--- INFORMATION PROVIDED ---
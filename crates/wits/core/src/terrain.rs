//! Packed terrain values.
//!
//! A [`MapTerrain`] fits in four bits. The upper two bits select the category
//! and the lower two bits the team or variant inside it:
//!
//! ```text
//! 00xx  bonus   (neutral, red, blue)
//! 01xx  other   (wall, occupied, hole, floor)
//! 10xx  base    (red, blue, gold, green)
//! 11xx  spawn   (red, blue, gold, green)
//! ```
//!
//! Masking with [`TYPE_MASK`] therefore answers "is this any base?" without
//! comparing against every team variant.

use crate::codec::EnumCodec;
use crate::enum_codec_serde;
use crate::unit::Team;

/// Selects the category bits of a packed terrain value.
pub const TYPE_MASK: u8 = 0b1100;

#[derive(
    Clone,
    Copy,
    Debug,
    Default,
    PartialEq,
    Eq,
    PartialOrd,
    Ord,
    Hash,
    strum::Display,
    strum::EnumString,
    strum::IntoStaticStr,
    strum::FromRepr,
    strum::EnumIter,
)]
#[strum(serialize_all = "SCREAMING_SNAKE_CASE", ascii_case_insensitive)]
#[repr(u8)]
pub enum MapTerrain {
    #[default]
    Unknown = 0,
    #[strum(to_string = "BONUS", serialize = "BONUS_NEUTRAL")]
    BonusNeutral = 1,
    BonusRed = 2,
    BonusBlue = 3,
    Wall = 4,
    Occupied = 5,
    Hole = 6,
    Floor = 7,
    BaseRed = 8,
    BaseBlue = 9,
    BaseGold = 10,
    BaseGreen = 11,
    SpawnRed = 12,
    SpawnBlue = 13,
    SpawnGold = 14,
    SpawnGreen = 15,
}

/// Category selected by the top two bits of a packed terrain value.
#[derive(Clone, Copy, Debug, PartialEq, Eq, Hash, strum::Display)]
#[strum(serialize_all = "SCREAMING_SNAKE_CASE")]
#[repr(u8)]
pub enum TerrainCategory {
    Bonus = 0b0000,
    Other = 0b0100,
    Base = 0b1000,
    Spawn = 0b1100,
}

impl MapTerrain {
    pub const fn bits(self) -> u8 {
        self as u8
    }

    pub fn from_bits(bits: u8) -> Option<Self> {
        Self::from_repr(bits)
    }

    pub const fn category(self) -> TerrainCategory {
        match self.bits() & TYPE_MASK {
            0b0000 => TerrainCategory::Bonus,
            0b0100 => TerrainCategory::Other,
            0b1000 => TerrainCategory::Base,
            _ => TerrainCategory::Spawn,
        }
    }

    pub const fn base(team: Team) -> Option<Self> {
        match team {
            Team::Red => Some(Self::BaseRed),
            Team::Blue => Some(Self::BaseBlue),
            Team::Gold => Some(Self::BaseGold),
            Team::Green => Some(Self::BaseGreen),
            Team::Unknown => None,
        }
    }

    pub const fn spawn(team: Team) -> Option<Self> {
        match team {
            Team::Red => Some(Self::SpawnRed),
            Team::Blue => Some(Self::SpawnBlue),
            Team::Gold => Some(Self::SpawnGold),
            Team::Green => Some(Self::SpawnGreen),
            Team::Unknown => None,
        }
    }

    /// Owning team of a base or spawn tile (and of a captured bonus tile).
    pub const fn team(self) -> Option<Team> {
        match self.category() {
            TerrainCategory::Base | TerrainCategory::Spawn => {
                Team::from_index((self.bits() & !TYPE_MASK) as usize)
            }
            TerrainCategory::Bonus => match self {
                Self::BonusRed => Some(Team::Red),
                Self::BonusBlue => Some(Team::Blue),
                _ => None,
            },
            TerrainCategory::Other => None,
        }
    }

    /// Pattern match used when grouping tiles by kind.
    ///
    /// A base or spawn pattern matches every team variant of its category and
    /// a bonus pattern matches any bonus ownership. Wall, hole, floor and
    /// occupied are not split by team, so they only match themselves.
    pub fn matches(self, pattern: MapTerrain) -> bool {
        match pattern.category() {
            TerrainCategory::Base | TerrainCategory::Spawn => {
                self.bits() & TYPE_MASK == pattern.bits() & TYPE_MASK
            }
            TerrainCategory::Bonus => {
                self != Self::Unknown && self.category() == TerrainCategory::Bonus
            }
            TerrainCategory::Other => self == pattern,
        }
    }

    /// Units may stand on this terrain.
    pub const fn can_walk(self) -> bool {
        !matches!(self, Self::Unknown | Self::Wall | Self::Hole)
    }
}

impl EnumCodec for MapTerrain {
    const KIND: &'static str = "terrain";

    fn from_int(value: i64) -> Option<Self> {
        u8::try_from(value).ok().and_then(Self::from_repr)
    }

    fn from_name(name: &str) -> Option<Self> {
        name.parse().ok()
    }

    fn name(self) -> &'static str {
        self.into()
    }
}

enum_codec_serde!(MapTerrain);

#[cfg(test)]
mod tests {
    use super::*;
    use strum::IntoEnumIterator;

    #[test]
    fn category_mask_ignores_team() {
        assert_eq!(
            MapTerrain::SpawnRed.bits() & TYPE_MASK,
            MapTerrain::SpawnBlue.bits() & TYPE_MASK
        );
        assert_ne!(
            MapTerrain::SpawnRed.bits() & TYPE_MASK,
            MapTerrain::BaseRed.bits() & TYPE_MASK
        );
        assert_eq!(MapTerrain::BaseGreen.category(), TerrainCategory::Base);
        assert_eq!(MapTerrain::Hole.category(), TerrainCategory::Other);
    }

    #[test]
    fn team_variants_decode_from_low_bits() {
        assert_eq!(MapTerrain::BaseGold.team(), Some(Team::Gold));
        assert_eq!(MapTerrain::SpawnBlue.team(), Some(Team::Blue));
        assert_eq!(MapTerrain::BonusRed.team(), Some(Team::Red));
        assert_eq!(MapTerrain::Floor.team(), None);
        for team in Team::iter().filter(|t| *t != Team::Unknown) {
            assert_eq!(MapTerrain::base(team).and_then(MapTerrain::team), Some(team));
            assert_eq!(MapTerrain::spawn(team).and_then(MapTerrain::team), Some(team));
        }
    }

    #[test]
    fn matching_by_category_or_exact_value() {
        assert!(MapTerrain::BaseGreen.matches(MapTerrain::BaseRed));
        assert!(MapTerrain::SpawnGold.matches(MapTerrain::SpawnRed));
        assert!(!MapTerrain::SpawnGold.matches(MapTerrain::BaseRed));
        assert!(MapTerrain::BonusBlue.matches(MapTerrain::BonusNeutral));
        assert!(!MapTerrain::Unknown.matches(MapTerrain::BonusNeutral));
        assert!(MapTerrain::Floor.matches(MapTerrain::Floor));
        assert!(!MapTerrain::Hole.matches(MapTerrain::Floor));
        assert!(!MapTerrain::Occupied.matches(MapTerrain::Wall));
    }

    #[test]
    fn names_and_bits_round_trip() {
        for terrain in MapTerrain::iter() {
            assert_eq!(MapTerrain::from_bits(terrain.bits()), Some(terrain));
            assert_eq!(MapTerrain::decode_name(terrain.name()), Ok(terrain));
        }
        assert_eq!(MapTerrain::decode_name("BONUS"), Ok(MapTerrain::BonusNeutral));
        assert_eq!(MapTerrain::from_bits(16), None);
    }

    #[test]
    fn walkable_terrain() {
        assert!(MapTerrain::Floor.can_walk());
        assert!(MapTerrain::SpawnRed.can_walk());
        assert!(!MapTerrain::Wall.can_walk());
        assert!(!MapTerrain::Hole.can_walk());
    }
}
---
### PROBLEM STATEMENT:
Word for word, transcribe all of the material.

### WRITTEN ANSWER:
filename crates/wits/core/src/terrain.rs
//! Packed terrain values.
//!
//! A [`MapTerrain`] fits in four bits. The upper two bits select the category
//! and the lower two bits the team or variant inside it:
//!
//! ```text
//! 00xx  bonus   (neutral, red, blue)
//! 01xx  other   (wall, occupied, hole, floor)
//! 10xx  base    (red, blue, gold, green)
//! 11xx  spawn   (red, blue, gold, green)
//! ```
//!
//! Masking with [`TYPE_MASK`] therefore answers "is this any base?" without
//! comparing against every team variant.

use crate::codec::EnumCodec;
use crate::enum_codec_serde;
use crate::unit::Team;

/// Selects the category bits of a packed terrain value.
pub const TYPE_MASK: u8 = 0b1100;

#[derive(
    Clone,
    Copy,
    Debug,
    Default,
    PartialEq,
    Eq,
    PartialOrd,
    Ord,
    Hash,
    strum::Display,
    strum::EnumString,
    strum::IntoStaticStr,
    strum::FromRepr,
    strum::EnumIter,
)]
#[strum(serialize_all = "SCREAMING_SNAKE_CASE", ascii_case_insensitive)]
#[repr(u8)]
pub enum MapTerrain {
    #[default]
    Unknown = 0,
    #[strum(to_string = "BONUS", serialize = "BONUS_NEUTRAL")]
    BonusNeutral = 1,
    BonusRed = 2,
    BonusBlue = 3,
    Wall = 4,
    Occupied = 5,
    Hole = 6,
    Floor = 7,
    BaseRed = 8,
    BaseBlue = 9,
    BaseGold = 10,
    BaseGreen = 11,
    SpawnRed = 12,
    SpawnBlue = 13,
    SpawnGold = 14,
    SpawnGreen = 15,
}

/// Category selected by the top two bits of a packed terrain value.
#[derive(Clone, Copy, Debug, PartialEq, Eq, Hash, strum::Display)]
#[strum(serialize_all = "SCREAMING_SNAKE_CASE")]
#[repr(u8)]
pub enum TerrainCategory {
    Bonus = 0b0000,
    Other = 0b0100,
    Base = 0b1000,
    Spawn = 0b1100,
}

impl MapTerrain {
    pub const fn bits(self) -> u8 {
        self as u8
    }

    pub fn from_bits(bits: u8) -> Option<Self> {
        Self::from_repr(bits)
    }

    pub const fn category(self) -> TerrainCategory {
        match self.bits() & TYPE_MASK {
            0b0000 => TerrainCategory::Bonus,
            0b0100 => TerrainCategory::Other,
            0b1000 => TerrainCategory::Base,
            _ => TerrainCategory::Spawn,
        }
    }

    pub const fn base(team: Team) -> Option<Self> {
        match team {
            Team::Red => Some(Self::BaseRed),
            Team::Blue => Some(Self::BaseBlue),
            Team::Gold => Some(Self::BaseGold),
            Team::Green => Some(Self::BaseGreen),
            Team::Unknown => None,
        }
    }

    pub const fn spawn(team: Team) -> Option<Self> {
        match team {
            Team::Red => Some(Self::SpawnRed),
            Team::Blue => Some(Self::SpawnBlue),
            Team::Gold => Some(Self::SpawnGold),
            Team::Green => Some(Self::SpawnGreen),
            Team::Unknown => None,
        }
    }

    /// Owning team of a base or spawn tile (and of a captured bonus tile).
    pub const fn team(self) -> Option<Team> {
        match self.category() {
            TerrainCategory::Base | TerrainCategory::Spawn => {
                Team::from_index((self.bits() & !TYPE_MASK) as usize)
            }
            TerrainCategory::Bonus => match self {
                Self::BonusRed => Some(Team::Red),
                Self::BonusBlue => Some(Team::Blue),
                _ => None,
            },
            TerrainCategory::Other => None,
        }
    }

    /// Pattern match used when grouping tiles by kind.
    ///
    /// A base or spawn pattern matches every team variant of its category and
    /// a bonus pattern matches any bonus ownership. Wall, hole, floor and
    /// occupied are not split by team, so they only match themselves.
    pub fn matches(self, pattern: MapTerrain) -> bool {
        match pattern.category() {
            TerrainCategory::Base | TerrainCategory::Spawn => {
                self.bits() & TYPE_MASK == pattern.bits() & TYPE_MASK
            }
            TerrainCategory::Bonus => {
                self != Self::Unknown && self.category() == TerrainCategory::Bonus
            }
            TerrainCategory::Other => self == pattern,
        }
    }

    /// Units may stand on this terrain.
    pub const fn can_walk(self) -> bool {
        !matches!(self, Self::Unknown | Self::Wall | Self::Hole)
    }
}

impl EnumCodec for MapTerrain {
    const KIND: &'static str = "terrain";

    fn from_int(value: i64) -> Option<Self> {
        u8::try_from(value).ok().and_then(Self::from_repr)
    }

    fn from_name(name: &str) -> Option<Self> {
        name.parse().ok()
    }

    fn name(self) -> &'static str {
        self.into()
    }
}

enum_codec_serde!(MapTerrain);

#[cfg(test)]
mod tests {
    use super::*;
    use strum::IntoEnumIterator;

    #[test]
    fn category_mask_ignores_team() {
        assert_eq!(
            MapTerrain::SpawnRed.bits() & TYPE_MASK,
            MapTerrain::SpawnBlue.bits() & TYPE_MASK
        );
        assert_ne!(
            MapTerrain::SpawnRed.bits() & TYPE_MASK,
            MapTerrain::BaseRed.bits() & TYPE_MASK
        );
        assert_eq!(MapTerrain::BaseGreen.category(), TerrainCategory::Base);
        assert_eq!(MapTerrain::Hole.category(), TerrainCategory::Other);
    }

    #[test]
    fn team_variants_decode_from_low_bits() {
        assert_eq!(MapTerrain::BaseGold.team(), Some(Team::Gold));
        assert_eq!(MapTerrain::SpawnBlue.team(), Some(Team::Blue));
        assert_eq!(MapTerrain::BonusRed.team(), Some(Team::Red));
        assert_eq!(MapTerrain::Floor.team(), None);
        for team in Team::iter().filter(|t| *t != Team::Unknown) {
            assert_eq!(MapTerrain::base(team).and_then(MapTerrain::team), Some(team));
            assert_eq!(MapTerrain::spawn(team).and_then(MapTerrain::team), Some(team));
        }
    }

    #[test]
    fn matching_by_category_or_exact_value() {
        assert!(MapTerrain::BaseGreen.matches(MapTerrain::BaseRed));
        assert!(MapTerrain::SpawnGold.matches(MapTerrain::SpawnRed));
        assert!(!MapTerrain::SpawnGold.matches(MapTerrain::BaseRed));
        assert!(MapTerrain::BonusBlue.matches(MapTerrain::BonusNeutral));
        assert!(!MapTerrain::Unknown.matches(MapTerrain::BonusNeutral));
        assert!(MapTerrain::Floor.matches(MapTerrain::Floor));
        assert!(!MapTerrain::Hole.matches(MapTerrain::Floor));
        assert!(!MapTerrain::Occupied.matches(MapTerrain::Wall));
    }

    #[test]
    fn names_and_bits_round_trip() {
        for terrain in MapTerrain::iter() {
            assert_eq!(MapTerrain::from_bits(terrain.bits()), Some(terrain));
            assert_eq!(MapTerrain::decode_name(terrain.name()), Ok(terrain));
        }
        assert_eq!(MapTerrain::decode_name("BONUS"), Ok(MapTerrain::BonusNeutral));
        assert_eq!(MapTerrain::from_bits(16), None);
    }

    #[test]
    fn walkable_terrain() {
        assert!(MapTerrain::Floor.can_walk());
        assert!(MapTerrain::SpawnRed.can_walk());
        assert!(!MapTerrain::Wall.can_walk());
        assert!(!MapTerrain::Hole.can_walk());
    }
}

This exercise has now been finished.